Five championships, two MVPs, three Finals MVPs, and so much more, all over 19 seasons with one organization. You’ve probably guessed it by now – I’m talking about Tim Duncan.
Timmy is arguably the best power forward we’ve ever seen. I’m sure most will put his name on top of that list as well. He’s without the doubt the most underrated superstar in league’s history. Duncan was never the flashiest nor the most marketable one. But honestly, he didn’t need to be, as long as he delivered on the court. And very few did it better than The Big Fundamental.
Spurs’ fans will tell you that their favorite Tim Duncan trait was his loyalty. Staying with one team for as long as Tim did is a rarity in today’s climate. He is among the last of its breed. Maybe it’s just me, but I don’t see a player doing it in the near future. The NBA landscape has changed too much.
Say what you want, but Duncan and the Spurs were a match made in heaven from day one. There was never really a need for Timmy to go elsewhere. Coach Pop had a lot to do with it. In fact, everyone involved with the organization did. But Popovich was the father figure everyone gravitated to – Duncan included.

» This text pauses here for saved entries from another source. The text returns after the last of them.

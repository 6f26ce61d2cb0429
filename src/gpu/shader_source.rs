//! WGSL composition
//!
//! Shaders are assembled from a generated prelude plus a pass body loaded
//! with `include_str!`. The prelude fixes volume dimensions, the addressing
//! mode and variant switches as WGSL constants, so each pipeline variant is
//! compiled once with no runtime branching on texture layout.

use crate::volume::AddressingMode;
use glam::UVec3;
use std::fmt::Write;

pub const FULLSCREEN_WGSL: &str = include_str!("../shaders/fullscreen.wgsl");
pub const AMBIENT_SLICE_WGSL: &str = include_str!("../shaders/ambient_slice.wgsl");
pub const BILATERAL_SLICE_WGSL: &str = include_str!("../shaders/bilateral_slice.wgsl");
pub const BOUNDS_WGSL: &str = include_str!("../shaders/bounds.wgsl");
pub const RAYCAST_WGSL: &str = include_str!("../shaders/raycast.wgsl");
pub const COMPOSITE_WGSL: &str = include_str!("../shaders/composite.wgsl");
pub const RENDER_UNIFORM_WGSL: &str = include_str!("../shaders/render_uniform.wgsl");

/// WGSL texture type holding voxels in `mode`
pub fn voxel_texture_type(mode: &AddressingMode) -> &'static str {
    match mode {
        AddressingMode::Native3d => "texture_3d<f32>",
        AddressingMode::TiledAtlas(_) => "texture_2d<f32>",
    }
}

/// Constants shared by every voxel accessor
pub fn volume_constants(mode: &AddressingMode, dims: UVec3) -> String {
    let tile_cols = match mode {
        AddressingMode::Native3d => 1,
        AddressingMode::TiledAtlas(layout) => layout.tile_cols,
    };
    format!(
        "const VOLUME_DIMS: vec3<i32> = vec3<i32>({}, {}, {});\nconst TILE_COLS: i32 = {};\n",
        dims.x, dims.y, dims.z, tile_cols
    )
}

/// Texture binding plus an integer-coordinate loader named `fn_name`.
///
/// Coordinates are clamped to the volume, so callers may step past the edge.
pub fn voxel_accessor(
    mode: &AddressingMode,
    fn_name: &str,
    texture_name: &str,
    group: u32,
    binding: u32,
) -> String {
    let mut src = String::new();
    let _ = writeln!(
        src,
        "@group({}) @binding({}) var {}: {};",
        group,
        binding,
        texture_name,
        voxel_texture_type(mode)
    );
    let _ = writeln!(src, "fn {}(p: vec3<i32>) -> vec4<f32> {{", fn_name);
    let _ = writeln!(
        src,
        "    let c = clamp(p, vec3<i32>(0), VOLUME_DIMS - vec3<i32>(1));"
    );
    match mode {
        AddressingMode::Native3d => {
            let _ = writeln!(src, "    return textureLoad({}, c, 0);", texture_name);
        }
        AddressingMode::TiledAtlas(_) => {
            let _ = writeln!(
                src,
                "    let tile = vec2<i32>(c.z % TILE_COLS, c.z / TILE_COLS);"
            );
            let _ = writeln!(
                src,
                "    return textureLoad({}, tile * VOLUME_DIMS.xy + c.xy, 0);",
                texture_name
            );
        }
    }
    src.push_str("}\n");
    src
}

/// Prelude for the slice kernels: volume at group 1 binding 0 as `load_volume`
pub fn slice_kernel_source(mode: &AddressingMode, dims: UVec3, body: &str) -> String {
    let mut src = volume_constants(mode, dims);
    src.push_str(&voxel_accessor(mode, "load_volume_texel", "volume_tex", 1, 0));
    src.push_str("fn load_volume(p: vec3<i32>) -> f32 { return load_volume_texel(p).r; }\n");
    src.push_str(FULLSCREEN_WGSL);
    src.push_str(body);
    src
}
//! Volume Data - Pure DOP
//!
//! NO METHODS. Just data.
//! All transformations happen in volume_operations.rs

use glam::{UVec3, Vec3};
use wgpu::{Texture, TextureView};

/// Number of entries in the ROI lookup tables
pub const ROI_TABLE_SIZE: usize = 256;

/// Raw voxel grid as handed over by the loader. Never mutated by this crate.
#[derive(Debug, Clone)]
pub struct Volume {
    pub dims: UVec3,
    /// 1 byte per voxel, or 4 bytes (intensity, _, _, roi id) for ROI volumes
    pub data: Vec<u8>,
    /// Physical extent of the scanned box
    pub box_size: Vec3,
    pub bytes_per_voxel: u32,
}

/// Region of the volume holding data, in texture coordinates [0, 1]^3
#[derive(Debug, Clone, Copy, PartialEq)]
pub struct NonEmptyBox {
    pub min: Vec3,
    pub max: Vec3,
}

/// Slice grid used when the device cannot hold the volume in a 3D texture
#[derive(Debug, Clone, Copy, PartialEq, Eq)]
pub struct TileLayout {
    pub dims: UVec3,
    /// Tiles per atlas row (and rows per atlas)
    pub tile_cols: u32,
    pub atlas_width: u32,
    pub atlas_height: u32,
}

/// How voxels are addressed on the GPU for this session
#[derive(Debug, Clone, Copy, PartialEq, Eq)]
pub enum AddressingMode {
    /// texel = x + y*xDim + z*xDim*yDim
    Native3d,
    TiledAtlas(TileLayout),
}

/// RGBA color per ROI id
#[derive(Debug, Clone, PartialEq)]
pub struct RoiPalette {
    pub colors: Vec<[u8; 4]>,
}

/// CPU side of the packed volume
#[derive(Debug, Clone)]
pub struct PackedVolume {
    pub dims: UVec3,
    pub mode: AddressingMode,
    /// One intensity byte per voxel in linear order
    pub intensities: Vec<u8>,
    /// ROI id per voxel, only for 4-byte volumes
    pub roi_ids: Option<Vec<u8>>,
    pub palette: RoiPalette,
    /// Non-zero entries mark selected ROI ids
    pub selected_rois: Vec<u8>,
}

/// Single-channel voxel texture on the GPU, addressed per `mode`
pub struct VolumeTexture {
    pub texture: Texture,
    pub view: TextureView,
    pub mode: AddressingMode,
    pub dims: UVec3,
    pub label: &'static str,
}
//! SQLite storage backend

use crate::error::{StorageError, StorageResult};
use crate::traits::{check_new_edge, check_new_node, StorageBackend};
use async_trait::async_trait;
use pathfinder_core::{Edge, EdgeId, NewEdge, NewNode, Node, NodeId};
use rusqlite::{params, Connection, OptionalExtension, Row};
use std::path::Path;
use std::sync::{Mutex, MutexGuard};

/// SQLite storage backend
pub struct SqliteStorage {
    conn: Mutex<Connection>,
}

impl SqliteStorage {
    /// Open or create a SQLite database at the given path
    pub fn open(path: impl AsRef<Path>) -> StorageResult<Self> {
        let conn = Connection::open(path).map_err(|e| StorageError::Database(e.to_string()))?;

        let storage = Self { conn: Mutex::new(conn) };
        storage.init_tables()?;

        Ok(storage)
    }

    /// Create an in-memory SQLite database (for testing)
    pub fn in_memory() -> StorageResult<Self> {
        let conn = Connection::open_in_memory().map_err(|e| StorageError::Database(e.to_string()))?;

        let storage = Self { conn: Mutex::new(conn) };
        storage.init_tables()?;

        Ok(storage)
    }

    fn lock(&self) -> StorageResult<MutexGuard<'_, Connection>> {
        self.conn.lock().map_err(|e| StorageError::Database(e.to_string()))
    }

    fn init_tables(&self) -> StorageResult<()> {
        let conn = self.lock()?;

        conn.execute_batch(
            r#"
            PRAGMA foreign_keys = ON;

            CREATE TABLE IF NOT EXISTS nodes (
                id INTEGER PRIMARY KEY AUTOINCREMENT,
                name TEXT NOT NULL UNIQUE
            );

            CREATE TABLE IF NOT EXISTS edges (
                id INTEGER PRIMARY KEY AUTOINCREMENT,
                src_id INTEGER NOT NULL REFERENCES nodes(id) ON DELETE CASCADE,
                dst_id INTEGER NOT NULL REFERENCES nodes(id) ON DELETE CASCADE,
                weight REAL NOT NULL CHECK (weight > 0)
            );

            CREATE INDEX IF NOT EXISTS idx_edges_src ON edges(src_id);
            CREATE INDEX IF NOT EXISTS idx_edges_dst ON edges(dst_id);
            "#,
        )
        .map_err(|e| StorageError::Database(e.to_string()))?;

        Ok(())
    }

    fn node_from_row(row: &Row<'_>) -> rusqlite::Result<Node> {
        Ok(Node::new(NodeId(row.get(0)?), row.get::<_, String>(1)?))
    }

    fn edge_from_row(row: &Row<'_>) -> rusqlite::Result<Edge> {
        Ok(Edge::new(
            EdgeId(row.get(0)?),
            NodeId(row.get(1)?),
            NodeId(row.get(2)?),
            row.get(3)?,
        ))
    }

    fn node_exists(conn: &Connection, id: NodeId) -> StorageResult<bool> {
        let found: Option<i64> = conn
            .query_row("SELECT id FROM nodes WHERE id = ?1", params![id.0], |row| {
                row.get(0)
            })
            .optional()?;
        Ok(found.is_some())
    }
}

#[async_trait]
impl StorageBackend for SqliteStorage {
    async fn initialize(&self) -> StorageResult<()> {
        Ok(())
    }

    async fn close(&self) -> StorageResult<()> {
        Ok(())
    }

    async fn health_check(&self) -> StorageResult<bool> {
        let conn = self.lock()?;
        conn.query_row("SELECT 1", [], |row| row.get::<_, i64>(0))?;
        Ok(true)
    }

    async fn create_node(&self, node: NewNode) -> StorageResult<Node> {
        let name = check_new_node(&node)?;
        let conn = self.lock()?;

        let existing: Option<i64> = conn
            .query_row("SELECT id FROM nodes WHERE name = ?1", params![name], |row| {
                row.get(0)
            })
            .optional()?;
        if existing.is_some() {
            return Err(StorageError::DuplicateNode(name));
        }

        conn.execute("INSERT INTO nodes (name) VALUES (?1)", params![name])?;
        Ok(Node::new(NodeId(conn.last_insert_rowid()), name))
    }

    async fn get_node(&self, id: NodeId) -> StorageResult<Option<Node>> {
        let conn = self.lock()?;
        let node = conn
            .query_row(
                "SELECT id, name FROM nodes WHERE id = ?1",
                params![id.0],
                Self::node_from_row,
            )
            .optional()?;
        Ok(node)
    }

    async fn get_node_by_name(&self, name: &str) -> StorageResult<Option<Node>> {
        let conn = self.lock()?;
        let node = conn
            .query_row(
                "SELECT id, name FROM nodes WHERE name = ?1",
                params![name],
                Self::node_from_row,
            )
            .optional()?;
        Ok(node)
    }

    async fn get_all_nodes(&self) -> StorageResult<Vec<Node>> {
        let conn = self.lock()?;
        let mut stmt = conn.prepare("SELECT id, name FROM nodes ORDER BY id")?;
        let rows = stmt.query_map([], Self::node_from_row)?;

        let mut nodes = Vec::new();
        for row in rows {
            nodes.push(row?);
        }
        Ok(nodes)
    }

    async fn delete_node(&self, id: NodeId) -> StorageResult<()> {
        let mut conn = self.lock()?;
        let tx = conn.transaction()?;

        let removed_edges = tx.execute(
            "DELETE FROM edges WHERE src_id = ?1 OR dst_id = ?1",
            params![id.0],
        )?;
        let removed = tx.execute("DELETE FROM nodes WHERE id = ?1", params![id.0])?;
        if removed == 0 {
            return Err(StorageError::NodeNotFound(id));
        }
        tx.commit()?;

        tracing::debug!("Removed node {} and {} incident edges", id, removed_edges);
        Ok(())
    }

    async fn create_edge(&self, edge: NewEdge) -> StorageResult<Edge> {
        let conn = self.lock()?;

        let src_exists = Self::node_exists(&conn, edge.src_id)?;
        let dst_exists = Self::node_exists(&conn, edge.dst_id)?;
        check_new_edge(&edge, |id| {
            (id == edge.src_id && src_exists) || (id == edge.dst_id && dst_exists)
        })?;

        conn.execute(
            "INSERT INTO edges (src_id, dst_id, weight) VALUES (?1, ?2, ?3)",
            params![edge.src_id.0, edge.dst_id.0, edge.weight],
        )?;
        Ok(Edge::new(
            EdgeId(conn.last_insert_rowid()),
            edge.src_id,
            edge.dst_id,
            edge.weight,
        ))
    }

    async fn get_edge(&self, id: EdgeId) -> StorageResult<Option<Edge>> {
        let conn = self.lock()?;
        let edge = conn
            .query_row(
                "SELECT id, src_id, dst_id, weight FROM edges WHERE id = ?1",
                params![id.0],
                Self::edge_from_row,
            )
            .optional()?;
        Ok(edge)
    }

    async fn get_all_edges(&self) -> StorageResult<Vec<Edge>> {
        let conn = self.lock()?;
        let mut stmt = conn.prepare("SELECT id, src_id, dst_id, weight FROM edges ORDER BY id")?;
        let rows = stmt.query_map([], Self::edge_from_row)?;

        let mut edges = Vec::new();
        for row in rows {
            edges.push(row?);
        }
        Ok(edges)
    }

    async fn delete_edge(&self, id: EdgeId) -> StorageResult<()> {
        let conn = self.lock()?;
        let removed = conn.execute("DELETE FROM edges WHERE id = ?1", params![id.0])?;
        if removed == 0 {
            return Err(StorageError::EdgeNotFound(id));
        }
        Ok(())
    }

    async fn find_edge(&self, src: NodeId, dst: NodeId) -> StorageResult<Option<Edge>> {
        let conn = self.lock()?;
        let edge = conn
            .query_row(
                "SELECT id, src_id, dst_id, weight FROM edges
                 WHERE src_id = ?1 AND dst_id = ?2 ORDER BY id LIMIT 1",
                params![src.0, dst.0],
                Self::edge_from_row,
            )
            .optional()?;
        Ok(edge)
    }
}

#[cfg(test)]
mod tests {
    use super::*;

    #[tokio::test]
    async fn test_sqlite_node_and_edge_roundtrip() {
        let storage = SqliteStorage::in_memory().unwrap();
        assert!(storage.health_check().await.unwrap());

        let a = storage.create_node(NewNode::new("A")).await.unwrap();
        let b = storage.create_node(NewNode::new("B")).await.unwrap();
        let first = storage.create_edge(NewEdge::new(a.id, b.id, 10.0)).await.unwrap();
        let second = storage.create_edge(NewEdge::new(a.id, b.id, 1.0)).await.unwrap();

        assert_eq!(storage.get_node_by_name("B").await.unwrap(), Some(b.clone()));
        assert_eq!(storage.get_all_edges().await.unwrap(), vec![first.clone(), second]);
        assert_eq!(storage.find_edge(a.id, b.id).await.unwrap(), Some(first));
        assert!(storage.find_edge(b.id, a.id).await.unwrap().is_none());
    }

    #[tokio::test]
    async fn test_sqlite_rejects_bad_input() {
        let storage = SqliteStorage::in_memory().unwrap();
        let a = storage.create_node(NewNode::new("A")).await.unwrap();

        assert!(matches!(
            storage.create_node(NewNode::new("A")).await,
            Err(StorageError::DuplicateNode(_))
        ));
        assert!(matches!(
            storage.create_edge(NewEdge::new(a.id, NodeId(7), 1.0)).await,
            Err(StorageError::DestinationNotFound(NodeId(7)))
        ));
        assert!(matches!(
            storage.create_edge(NewEdge::new(a.id, a.id, 0.0)).await,
            Err(StorageError::Validation(_))
        ));
    }

    #[tokio::test]
    async fn test_sqlite_delete_node_cascades() {
        let storage = SqliteStorage::in_memory().unwrap();
        let a = storage.create_node(NewNode::new("A")).await.unwrap();
        let b = storage.create_node(NewNode::new("B")).await.unwrap();
        storage.create_edge(NewEdge::new(a.id, b.id, 1.0)).await.unwrap();
        storage.create_edge(NewEdge::new(b.id, a.id, 1.0)).await.unwrap();

        storage.delete_node(b.id).await.unwrap();

        assert!(storage.get_all_edges().await.unwrap().is_empty());
        assert_eq!(storage.get_all_nodes().await.unwrap(), vec![a]);
        assert!(matches!(
            storage.delete_node(b.id).await,
            Err(StorageError::NodeNotFound(_))
        ));
        assert!(matches!(
            storage.delete_edge(EdgeId(1)).await,
            Err(StorageError::EdgeNotFound(_))
        ));
    }

    #[tokio::test]
    async fn test_sqlite_on_disk() {
        let dir = tempfile::TempDir::new().unwrap();
        let path = dir.path().join("graph.db");
        {
            let storage = SqliteStorage::open(&path).unwrap();
            storage.create_node(NewNode::new("Persisted")).await.unwrap();
        }
        let storage = SqliteStorage::open(&path).unwrap();
        let node = storage.get_node_by_name("Persisted").await.unwrap();
        assert_eq!(node.map(|n| n.id), Some(NodeId(1)));
    }
}
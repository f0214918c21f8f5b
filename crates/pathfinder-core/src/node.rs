//! Node (vertex) types

use serde::{Deserialize, Serialize};

/// Unique identifier for a node
///
/// Identifiers are assigned by the storage backend and are totally ordered.
#[derive(Debug, Clone, Copy, PartialEq, Eq, PartialOrd, Ord, Hash, Serialize, Deserialize)]
#[serde(transparent)]
pub struct NodeId(pub i64);

impl NodeId {
    pub fn new(id: i64) -> Self {
        Self(id)
    }

    pub fn get(&self) -> i64 {
        self.0
    }
}

impl From<i64> for NodeId {
    fn from(id: i64) -> Self {
        Self(id)
    }
}

impl std::str::FromStr for NodeId {
    type Err = std::num::ParseIntError;

    fn from_str(s: &str) -> Result<Self, Self::Err> {
        Ok(Self(s.trim().parse()?))
    }
}

impl std::fmt::Display for NodeId {
    fn fmt(&self, f: &mut std::fmt::Formatter<'_>) -> std::fmt::Result {
        write!(f, "{}", self.0)
    }
}

/// A node in the graph
#[derive(Debug, Clone, PartialEq, Eq, Serialize, Deserialize)]
pub struct Node {
    /// Unique identifier
    pub id: NodeId,

    /// Node name (unique across the graph)
    pub name: String,
}

impl Node {
    pub fn new(id: NodeId, name: impl Into<String>) -> Self {
        Self {
            id,
            name: name.into(),
        }
    }
}

/// Data for creating a new node
#[derive(Debug, Clone, Serialize, Deserialize)]
pub struct NewNode {
    pub name: String,
}

impl NewNode {
    pub fn new(name: impl Into<String>) -> Self {
        Self { name: name.into() }
    }
}

#[cfg(test)]
mod tests {
    use super::*;

    #[test]
    fn test_node_creation() {
        let node = Node::new(NodeId(7), "Madrid");
        assert_eq!(node.id, NodeId(7));
        assert_eq!(node.name, "Madrid");
    }

    #[test]
    fn test_node_id_parse_and_display() {
        let id: NodeId = " 42 ".parse().unwrap();
        assert_eq!(id, NodeId(42));
        assert_eq!(id.to_string(), "42");
        assert!("abc".parse::<NodeId>().is_err());
    }

    #[test]
    fn test_node_id_serializes_as_integer() {
        let node = Node::new(NodeId(3), "Lisbon");
        let json = serde_json::to_value(&node).unwrap();
        assert_eq!(json, serde_json::json!({"id": 3, "name": "Lisbon"}));
    }
}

“No, I don’t really enjoy him very much. It was pretty much a one-way street. I was a great guy, and he was a pain in the ass.”Gregg Popovich
Typical Pop. The two had a special relationship and will forever be regarded as one of the best coach-player combos ever. It’s a result of two unique individuals developing a family-like bond. And that’s what the Spurs were all about, and that’s why the fit with Duncan was seamless because the loyalty thing goes way back with him.
The defining moment for Duncan happened when he was about to turn 14. He went through an experience no one ever wants to deal with, as his mother had passed away. What was a turning point in Duncan’s life, also became one for his basketball career, as he gave his mother a promise that would steer him on a much different path as a basketball player. He and his sister promised her they would both go to college and get their degrees. It doesn’t sound like an extreme possible change of events, but hear me out.
Duncan went to Wake Forrest, and it took him a year to properly showcase his talent. As a sophomore, he was already regarded as one of the best prospects among the eligible for the NBA. Jerry West, who was the GM for the LA Lakers at the time, believed that Duncan could’ve gone first overall if he’d declared for the ’95 NBA Draft. But Duncan stayed true to his word and decided to keep the promise he had given to his mother, as he attained his college degree, and got drafted no.1 by the Spurs in the ’97 NBA Draft.
Duncan filling out the draft application in any other year other than ’97 would’ve meant him not going to the Spurs. There’s a considerable pool of teams he could’ve ended up with, but the Spurs would’ve been out of the picture. Because believe it or not, the Spurs’ 96-97 season was an anomaly in and of itself. They weren’t used to picking high in the draft. But something happened that year. Something that changed the course of the whole franchise. David Robinson, the organization’s best player, went down with an injury, causing him to sit out the entire season. It ended up being the blessing in disguise for San Antonio, as it enabled them to take The Big Fundamental first overall.
You all know the story; they never missed the post-season after taking the big guy from Wake Forrest, and had won 50+ games each year he was on the roster, except from the lockout-shortened season of 98-99. Duncan played a crucial role in their five title runs, and was a centerpiece of one of the most long-lived dynasties ever, and all because of the promise he had given right before his 14th birthday.
Duncan is the epitome of loyalty in NBA circles, and it’s the value deep-rooted in him from the time he was a kid. We’ve seen how staying true to his words directly impacted his NBA career, but it’s not the only thing it did. Loyalty became a part of his character and is, without a doubt, the trait that he transferred to the NBA.
That’s why it was never about leaving for Timmy. It was about being loyal. First to his mother’s wish, and after that to the organization that drafted him and treated him like family. That’s what mattered the most for Duncan – staying loyal to his family.